如何考察云计算服务提供商是否值得信赖行业资讯
潜在的云计算服务客户面临一个严峻的问题:当云计算提供商由于安全和现实的原因不愿意披露重要的基础设施细节的时候,他们如何能够信赖一个云计算服务提供商以便雇用它们?
这些云计算提供商表示,他们不能向用户公开他们的网络基础设施,因为担心这些细节会给潜在的黑客提供破坏安全的蓝图。他们还说,他们没有时间回答每一个用户的问题。
正如一个服务提供商今年早些时候所说的,用户永远得不到他们需要的透明度水平,这是底线。谷歌产品经理Adam Swidler在谈到谷歌云计算服务时说,我们不会让你像审计自己的基础设施一样审计我们的基础设施。它永远不会像审计你自己的基础设施一样。你必须把可信度扩大到第三方认证。
云计算安全联盟(CSA)说,虽然客户也许不能走进云计算服务提供商的数据中心,去盘问他们的首席信息安全官,但是,客户可以提出一些调查问题。这些问题的答案也许会达到这个目的。云计算联盟编写了一个调查表,客户如果要评估云计算提供商的适用性,可以采用这个调查表。
云计算安全联盟说,这个名为“共识评估计划调查表”的文档是评估云计算安全的一个周密的框架。这个问题集是对问题、最佳做法和管理能力的精简提炼,旨在帮助机构建立一个与云计算提供商打交道的必要的评估流程。
要问的关键问题是:
·提供商能够实施定期的入侵检测以及用户可以看到的内部和外部安全审计吗?
·允许用户实施自己的安全漏洞测试吗?
·数据是按用户进行逻辑分区或者加密的吗?这样当进行法庭调查时,一个客户的数据就不会无意间和其他客户的数据相混淆。

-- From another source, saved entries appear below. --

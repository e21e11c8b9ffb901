// ============================================================
// Layer 3 — Domain Layer
// ============================================================
// Pure Rust structs and traits that define the core concepts:
// tasks, partial labels, masks over batches, samples, and the
// seams the training core talks through.
//
// Rules for this layer:
//   - NO Burn framework types allowed here
//   - NO file I/O
//   - Only plain Rust structs, enums, and traits
//
// Reference: Rust Book §5 (Structs), §10 (Traits)

// The four tasks and the optional label each sample carries per task
pub mod task;

// Which samples of a batch are labelled for a task
pub mod mask;

// A scanned photograph and the loop phases
pub mod sample;

// Core abstractions (traits) that other layers implement
pub mod traits;
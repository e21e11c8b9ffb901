// ============================================================
// Layer 6 — Checkpoint Manager
// ============================================================
// Everything a run leaves on disk, under one directory:
//
//   checkpoints/
//     train_config.json     ← hyperparameters of the run
//     splits.json           ← exact train / val / test samples
//     model_best.mpk.gz     ← restored best model (CompactRecorder)
//     state/
//       model.mpk.gz        ← model after the last finished epoch
//       optim.mpk.gz        ← optimiser state (momentum / moments)
//       best.mpk.gz         ← current best snapshot
//       state.json          ← next epoch, policy bests, best epoch
//
// The resumable state uses the full-precision recorder so a
// resumed run continues from bit-identical parameters; the final
// model uses the compact half-precision recorder.
//
// Pretrained backbones come either as a Burn record or as a
// torchvision ResNet `.pth` state dict, read with burn-import's
// PyTorchFileRecorder and renamed onto this crate's field names.
//
// Reference: Burn Book §5 (Records and Checkpointing)

use anyhow::{Context, Result};
use std::{
    fs,
    path::{Path, PathBuf},
};
use burn::{
    optim::Optimizer,
    prelude::*,
    record::{CompactRecorder, FullPrecisionSettings, NamedMpkGzFileRecorder, Recorder},
    tensor::backend::AutodiffBackend,
};
use burn_import::pytorch::{LoadArgs, PyTorchFileRecorder};
use serde::{Deserialize, Serialize};

use crate::application::train_use_case::TrainConfig;
use crate::data::splitter::Splits;
use crate::domain::sample::TreeSample;
use crate::domain::task::{PerTask, TaskAccuracies};
use crate::ml::backbone::ResNet;
use crate::ml::model::{MultiTaskModel, MultiTaskRecord};
use crate::ml::selection::PolicyKind;

type StateRecorder = NamedMpkGzFileRecorder<FullPrecisionSettings>;

/// Progress of an interrupted run, written after every epoch.
#[derive(Debug, Clone, PartialEq, Serialize, Deserialize)]
pub struct TrainingState {
    /// First epoch the resumed run has to execute
    pub next_epoch: usize,
    pub policy:     PolicyKind,
    pub best_epoch: Option<usize>,
    /// Policy bests; `None` stands for NaN (JSON has no NaN)
    pub bests:      [Option<f64>; 4],
}

impl TrainingState {
    pub fn new(next_epoch: usize, policy: PolicyKind, best_epoch: Option<usize>, bests: &TaskAccuracies) -> Self {
        let bests = bests.0.map(|b| (!b.is_nan()).then_some(b));
        Self { next_epoch, policy, best_epoch, bests }
    }

    pub fn bests(&self) -> TaskAccuracies {
        PerTask(self.bests.map(|b| b.unwrap_or(f64::NAN)))
    }
}

pub struct CheckpointManager {
    dir: PathBuf,
}

impl CheckpointManager {
    /// Creates the directory (and `state/`) if missing.
    pub fn new(dir: impl Into<PathBuf>) -> Result<Self> {
        let dir = dir.into();
        fs::create_dir_all(dir.join("state"))
            .with_context(|| format!("Cannot create checkpoint directory '{}'", dir.display()))?;
        Ok(Self { dir })
    }

    pub fn dir(&self) -> &Path {
        &self.dir
    }

    fn state_path(&self, name: &str) -> PathBuf {
        self.dir.join("state").join(name)
    }

    // ── JSON files ────────────────────────────────────────────────────────────

    fn write_json<T: Serialize>(&self, path: &Path, value: &T) -> Result<()> {
        let json = serde_json::to_string_pretty(value)?;
        fs::write(path, json).with_context(|| format!("Cannot write '{}'", path.display()))?;
        tracing::debug!("Wrote '{}'", path.display());
        Ok(())
    }

    fn read_json<T: for<'de> Deserialize<'de>>(&self, path: &Path, hint: &str) -> Result<T> {
        let json = fs::read_to_string(path)
            .with_context(|| format!("Cannot read '{}'. {hint}", path.display()))?;
        serde_json::from_str(&json).with_context(|| format!("Malformed '{}'", path.display()))
    }

    pub fn save_config(&self, cfg: &TrainConfig) -> Result<()> {
        self.write_json(&self.dir.join("train_config.json"), cfg)
    }

    pub fn load_config(&self) -> Result<TrainConfig> {
        self.read_json(&self.dir.join("train_config.json"), "Have you run 'train' first?")
    }

    pub fn save_splits(&self, splits: &Splits<TreeSample>) -> Result<()> {
        self.write_json(&self.dir.join("splits.json"), splits)
    }

    pub fn load_splits(&self) -> Result<Splits<TreeSample>> {
        self.read_json(&self.dir.join("splits.json"), "Have you run 'train' first?")
    }

    // ── Final model ───────────────────────────────────────────────────────────

    pub fn save_model<B: Backend>(&self, model: &MultiTaskModel<B>) -> Result<()> {
        let path = self.dir.join("model_best");
        model
            .clone()
            .save_file(path.clone(), &CompactRecorder::new())
            .with_context(|| format!("Failed to save model to '{}'", path.display()))?;
        tracing::info!("Saved best model to '{}'", path.display());
        Ok(())
    }

    pub fn load_model<B: Backend>(&self, model: MultiTaskModel<B>, device: &B::Device) -> Result<MultiTaskModel<B>> {
        let path = self.dir.join("model_best");
        model
            .load_file(path.clone(), &CompactRecorder::new(), device)
            .with_context(|| {
                format!("Cannot load model '{}'. Have you trained the model first?", path.display())
            })
    }

    // ── Resumable state ───────────────────────────────────────────────────────

    pub fn has_state(&self) -> bool {
        self.state_path("state.json").exists()
    }

    /// Model, optimiser and progress after a finished epoch.
    pub fn save_state<B, O>(&self, model: &MultiTaskModel<B>, optim: &O, state: &TrainingState) -> Result<()>
    where
        B: AutodiffBackend,
        O: Optimizer<MultiTaskModel<B>, B>,
    {
        let recorder = StateRecorder::new();
        model
            .clone()
            .save_file(self.state_path("model"), &recorder)
            .context("Failed to save model state")?;
        <StateRecorder as Recorder<B>>::record(&recorder, optim.to_record(), self.state_path("optim"))
            .context("Failed to save optimizer state")?;
        // state.json last: its presence marks a complete state
        self.write_json(&self.state_path("state.json"), state)
    }

    pub fn save_best_snapshot<B: Backend>(&self, model: &MultiTaskModel<B>) -> Result<()> {
        model
            .clone()
            .save_file(self.state_path("best"), &StateRecorder::new())
            .context("Failed to save best snapshot")
    }

    pub fn load_training_state(&self) -> Result<TrainingState> {
        self.read_json(&self.state_path("state.json"), "No resumable state found.")
    }

    pub fn load_state_model<B: Backend>(&self, model: MultiTaskModel<B>, device: &B::Device) -> Result<MultiTaskModel<B>> {
        model
            .load_file(self.state_path("model"), &StateRecorder::new(), device)
            .context("Cannot load model state")
    }

    pub fn load_optimizer<B, O>(&self, optim: O, device: &B::Device) -> Result<O>
    where
        B: AutodiffBackend,
        O: Optimizer<MultiTaskModel<B>, B>,
    {
        let record: O::Record =
            <StateRecorder as Recorder<B>>::load(&StateRecorder::new(), self.state_path("optim"), device)
                .context("Cannot load optimizer state")?;
        Ok(optim.load_record(record))
    }

    pub fn load_best_snapshot<B: Backend>(&self, device: &B::Device) -> Result<MultiTaskRecord<B>> {
        <StateRecorder as Recorder<B>>::load(&StateRecorder::new(), self.state_path("best"), device)
            .context("Cannot load best snapshot")
    }
}

/// torchvision ResNet parameter names → `ResNet` field paths.
/// Applied in order; `fc.*` and block-internal names already match.
pub const TORCHVISION_KEY_REMAP: [(&str, &str); 8] = [
    (r"^conv1\.(.+)$",                "stem_conv.$1"),
    (r"^bn1\.(.+)$",                  "stem_bn.$1"),
    (r"^layer1\.([0-9]+)\.(.+)$",      "stages.0.$1.$2"),
    (r"^layer2\.([0-9]+)\.(.+)$",      "stages.1.$1.$2"),
    (r"^layer3\.([0-9]+)\.(.+)$",      "stages.2.$1.$2"),
    (r"^layer4\.([0-9]+)\.(.+)$",      "stages.3.$1.$2"),
    (r"^(.+)\.downsample\.0\.(.+)$",   "$1.downsample.conv.$2"),
    (r"^(.+)\.downsample\.1\.(.+)$",   "$1.downsample.bn.$2"),
];

/// Load pretrained backbone weights into the full ResNet (classifier
/// included). A `.pth` / `.pt` file is read as a torchvision state
/// dict; any other path names a Burn record given without extension.
pub fn load_backbone<B: Backend>(backbone: ResNet<B>, path: &Path, device: &B::Device) -> Result<ResNet<B>> {
    match path.extension().and_then(|e| e.to_str()) {
        Some("pth" | "pt") => load_torchvision_backbone(backbone, path, device),
        _ => backbone
            .load_file(path.to_path_buf(), &CompactRecorder::new(), device)
            .with_context(|| format!("Cannot load backbone weights '{}'", path.display())),
    }
}

fn load_torchvision_backbone<B: Backend>(backbone: ResNet<B>, path: &Path, device: &B::Device) -> Result<ResNet<B>> {
    let args = TORCHVISION_KEY_REMAP
        .iter()
        .fold(LoadArgs::new(path.to_path_buf()), |args, (from, to)| args.with_key_remap(from, to));
    let recorder = PyTorchFileRecorder::<FullPrecisionSettings>::default();
    let record: <ResNet<B> as Module<B>>::Record =
        <PyTorchFileRecorder<FullPrecisionSettings> as Recorder<B>>::load(&recorder, args, device)
            .with_context(|| format!("Cannot read torchvision weights '{}'", path.display()))?;
    tracing::info!("Loaded torchvision ResNet weights from '{}'", path.display());
    Ok(backbone.load_record(record))
}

·一旦发生数据丢失,提供商能够逐个客户地恢复数据吗?
·知识产权如何得到保护?
·提供商是否标记每个客户使用的虚拟服务器和物理服务器?提供商是否能够保证按照某些国家的数据存储法律把数据仅仅存储在某些国家?
·提供商对于回应政府要求得到客户数据的政策是什么?
·提供商保留客户数据的政策是什么,提供商是否能够执行客户从提供商网络上删除数据的政策?
·提供商盘点自己的资产及其供应商关系吗?
·提供商针对自己和客户的安全控制策略对员工进行培训和提供培训文档吗?
询问提供商的其它关心的问题还有提供商是否监视和控制用户的访问权,安全事件响应的性质和范围是什么,包括提供商和客户的责任。
云计算安全联盟说,虽然问题列表还在不断补充中,但是,它的关键是给用户提供了一个对提供商的很好的评估方法,给云计算提供商提供了一个回应客户合理关切的可管理形式。
一些用户主张与较小的云计算服务提供商签订合同,因为他们能够提供对其基础设施和流程的更直接的了解,以保证达到所需的服务水平。美国高尔夫协会IT经理Jessica Carroll说,实地了解是值得的。美国高尔夫协会就因为这些原因选择了一家小型云计算提供商。他说,你了解合同中实际存在的一切,因为你已经看到了它们。